In October 2009, Hale was cast as Aria Montgomery in Pretty Little Liars, based on the book series of the same name by Sara Shepard. The television series lasted seven seasons from 2010 to 2017, with Hale's performance being praised by critics. She also received a number of awards and nominations for her performance, including seven Teen Choice Awards, a Gracie Allen Award, a People's Choice Award and a Young Hollywood Award.

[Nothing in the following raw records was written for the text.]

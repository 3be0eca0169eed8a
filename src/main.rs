use clap::Parser;
use marketflow::app::App;
use marketflow::cli::Args;
use marketflow::config::Config;
use marketflow::logging::setup_logging;
use std::process::ExitCode;
use tracing::{error, info};

#[tokio::main]
async fn main() -> ExitCode {
    dotenvy::dotenv().ok();

    let args = Args::parse();

    // Load config and setup logging before App::new() so startup logs are never silently dropped
    let config = match Config::load() {
        Ok(config) => config,
        Err(e) => {
            eprintln!("Failed to load configuration: {e:#}");
            return ExitCode::FAILURE;
        }
    };
    setup_logging(&config, args.tracing);

    info!(
        version = env!("CARGO_PKG_VERSION"),
        commit = env!("GIT_COMMIT_SHORT"),
        environment = if cfg!(debug_assertions) {
            "development"
        } else {
            "production"
        },
        "starting marketflow"
    );

    let app = match App::new(config).await {
        Ok(app) => app,
        Err(e) => {
            error!(error = ?e, "Failed to initialize application");
            return ExitCode::FAILURE;
        }
    };

    if args.once {
        return match app.run_once().await {
            Ok(stats) => match serde_json::to_string_pretty(&stats) {
                Ok(json) => {
                    println!("{json}");
                    ExitCode::SUCCESS
                }
                Err(e) => {
                    error!(error = ?e, "Failed to serialize stats");
                    ExitCode::FAILURE
                }
            },
            Err(e) => {
                error!(error = ?e, "Refresh cycle failed");
                ExitCode::FAILURE
            }
        };
    }

    app.run(!args.no_web).await
}
//! Market data refresh-and-cache service.
//!
//! A background scheduler pulls instrument data for several market segments
//! concurrently, substitutes deterministic synthetic records for segments
//! whose upstream fails, publishes the merged result as an immutable
//! [`market::Snapshot`], and persists it in bulk. Reads go through
//! [`query::QueryService`] against the current snapshot and never wait on a
//! refresh.

pub mod app;
pub mod cache;
pub mod cli;
pub mod config;
pub mod data;
pub mod logging;
pub mod market;
pub mod query;
pub mod refresh;
pub mod source;
pub mod state;
pub mod utils;
pub mod web;
//! Bulk persistence of published snapshots.
//!
//! The writer runs off the read path: readers only ever see the in-memory
//! cache, and a slow or failing database never delays a cycle. Jobs enter a
//! FIFO queue when they are submitted and are written one at a time in that
//! order, so an older snapshot never lands after a newer one.

use crate::market::{MarketRecord, Snapshot};
use crate::refresh::RefreshCycle;
use crate::utils::{fmt_duration, log_if_slow};
use async_trait::async_trait;
use std::sync::Arc;
use std::time::{Duration, Instant};
use tokio::sync::{Mutex, mpsc, oneshot};
use tokio::task::JoinHandle;
use tokio_util::task::TaskTracker;
use tracing::{Instrument, debug, info, info_span, warn};

pub const DEFAULT_BATCH_SIZE: usize = 1000;

const SLOW_PERSIST_THRESHOLD: Duration = Duration::from_secs(2);

#[derive(Debug, thiserror::Error)]
pub enum PersistenceError {
    #[error("batch {batch} ({rows} rows) failed to write: {source:#}")]
    BatchWriteFailure {
        batch: usize,
        rows: usize,
        #[source]
        source: anyhow::Error,
    },
}

/// Backing storage for market records and cycle summaries.
#[async_trait]
pub trait RecordStore: Send + Sync {
    /// Insert or replace every record by `(segment, code)`. Returns rows affected.
    async fn upsert_records(&self, records: &[MarketRecord]) -> anyhow::Result<u64>;

    /// Store a completed cycle summary.
    async fn record_cycle(&self, cycle: &RefreshCycle) -> anyhow::Result<()>;
}

/// Outcome of persisting one snapshot.
#[derive(Debug, Clone, Copy, Default, PartialEq, Eq)]
pub struct PersistReport {
    pub batches: usize,
    /// Batches that failed once and succeeded on retry.
    pub batches_retried: usize,
    /// Batches that failed twice and were skipped.
    pub batches_failed: usize,
    pub rows_written: u64,
}

struct PersistJob {
    snapshot: Arc<Snapshot>,
    cycle: Option<RefreshCycle>,
    reply: oneshot::Sender<PersistReport>,
}

#[derive(Clone)]
pub struct PersistenceWriter {
    store: Arc<dyn RecordStore>,
    batch_size: usize,
    queue: mpsc::UnboundedSender<PersistJob>,
    /// Held while writing; whoever holds it drains the queue front to back.
    pending: Arc<Mutex<mpsc::UnboundedReceiver<PersistJob>>>,
    jobs: TaskTracker,
}

impl PersistenceWriter {
    pub fn new(store: Arc<dyn RecordStore>, batch_size: usize) -> Self {
        let (queue, pending) = mpsc::unbounded_channel();
        Self {
            store,
            batch_size: batch_size.max(1),
            queue,
            pending: Arc::new(Mutex::new(pending)),
            jobs: TaskTracker::new(),
        }
    }

    pub fn batch_size(&self) -> usize {
        self.batch_size
    }

    /// Persist a snapshot and its cycle summary in the background.
    ///
    /// The job's place in the write order is fixed before this returns.
    pub fn spawn(
        &self,
        snapshot: Arc<Snapshot>,
        cycle: RefreshCycle,
    ) -> JoinHandle<PersistReport> {
        let reply = self.enqueue(snapshot, Some(cycle));
        let writer = self.clone();
        self.jobs.spawn(async move { writer.complete(reply).await })
    }

    /// Wait for every spawned persist job to finish.
    pub async fn drain(&self) {
        self.jobs.close();
        self.jobs.wait().await;
        self.jobs.reopen();
    }

    /// Persist a snapshot on the calling task, after every job queued before it.
    pub async fn persist(
        &self,
        snapshot: Arc<Snapshot>,
        cycle: Option<RefreshCycle>,
    ) -> PersistReport {
        let reply = self.enqueue(snapshot, cycle);
        self.complete(reply).await
    }

    fn enqueue(
        &self,
        snapshot: Arc<Snapshot>,
        cycle: Option<RefreshCycle>,
    ) -> oneshot::Receiver<PersistReport> {
        let (reply, rx) = oneshot::channel();
        let job = PersistJob {
            snapshot,
            cycle,
            reply,
        };
        // The receiver lives in `self.pending`, so the queue cannot be closed here.
        if self.queue.send(job).is_err() {
            warn!("Persist queue closed, dropping snapshot");
        }
        rx
    }

    async fn complete(&self, reply: oneshot::Receiver<PersistReport>) -> PersistReport {
        self.run_pending().await;
        reply.await.unwrap_or_else(|_| {
            warn!("Persist job was dropped before it finished");
            PersistReport::default()
        })
    }

    /// Write queued jobs in submission order until the queue is empty.
    async fn run_pending(&self) {
        let mut pending = self.pending.lock().await;
        while let Ok(job) = pending.try_recv() {
            let span = info_span!("persist", generation = job.snapshot.generation());
            let report = self
                .write_snapshot(&job.snapshot, job.cycle.as_ref())
                .instrument(span)
                .await;
            // The submitter may have stopped waiting.
            let _ = job.reply.send(report);
        }
    }

    /// Write every record of `snapshot` in fixed-size batches.
    ///
    /// A failing batch is retried once; if the retry fails too the batch is
    /// skipped with a warning and the remaining batches are still written.
    async fn write_snapshot(
        &self,
        snapshot: &Snapshot,
        cycle: Option<&RefreshCycle>,
    ) -> PersistReport {
        let start = Instant::now();

        // The snapshot map is not contiguous; batches need owned slices.
        let records: Vec<MarketRecord> = snapshot.records().cloned().collect();
        let mut report = PersistReport::default();

        for (index, chunk) in records.chunks(self.batch_size).enumerate() {
            report.batches += 1;
            match self.write_batch(index, chunk).await {
                Ok((rows, retried)) => {
                    report.rows_written += rows;
                    if retried {
                        report.batches_retried += 1;
                    }
                }
                Err(e) => {
                    warn!(error = %e, "Skipping batch after retry failed");
                    report.batches_failed += 1;
                }
            }
        }

        if let Some(cycle) = cycle
            && let Err(e) = self.store.record_cycle(cycle).await
        {
            warn!(error = ?e, cycle = cycle.id, "Failed to store refresh cycle summary");
        }

        log_if_slow(start, SLOW_PERSIST_THRESHOLD, "snapshot persist");
        let elapsed = start.elapsed();
        if report.batches_failed > 0 {
            warn!(
                generation = snapshot.generation(),
                batches = report.batches,
                failed = report.batches_failed,
                rows = report.rows_written,
                duration = fmt_duration(elapsed),
                "Snapshot persisted with failed batches"
            );
        } else {
            info!(
                generation = snapshot.generation(),
                batches = report.batches,
                rows = report.rows_written,
                duration = fmt_duration(elapsed),
                "Snapshot persisted"
            );
        }
        report
    }

    async fn write_batch(
        &self,
        index: usize,
        chunk: &[MarketRecord],
    ) -> Result<(u64, bool), PersistenceError> {
        match self.store.upsert_records(chunk).await {
            Ok(rows) => Ok((rows, false)),
            Err(first) => {
                debug!(batch = index, error = ?first, "Batch write failed, retrying once");
                self.store
                    .upsert_records(chunk)
                    .await
                    .map(|rows| (rows, true))
                    .map_err(|source| PersistenceError::BatchWriteFailure {
                        batch: index,
                        rows: chunk.len(),
                        source,
                    })
            }
        }
    }
}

In January 2010, Hale appeared as the singer Phoebe Nichols and her identical body double Vanessa Patton in the CSI: Miami episode "Show Stopper". In 2011, Hale had a cameo role as Sherrie in the slasher film Scream 4. Later, she was cast as the aspiring singer Katie Gibbs in A Cinderella Story: Once Upon a Song, the third installment of A Cinderella Story series, which was released on direct-to-video in September 2011. She also recorded songs for the film's soundtrack.

Hale has made appearances of music videos, such as Foy Vance's "She Burns", Chase Jordan's "Lose Control (Take a Sip)" and Jackson Harris' "Come Back Down to Earth".

Hale hosted an episode of MTV's Punk'd which aired on April 26, 2012. The episode also featured Hale's Pretty Litte Liars co-star Ian Harding, Vanessa Hudgens and Josh Hutcherson. The same year, Hale voiced Periwinkle, the twin sister of Tinker Bell (voiced by Mae Whitman) in the Disney animated film Secret of the Wings. In June 2012, Hale announced that she had signed a record deal with Hollywood Records (in co-partnership with DMG Nashville).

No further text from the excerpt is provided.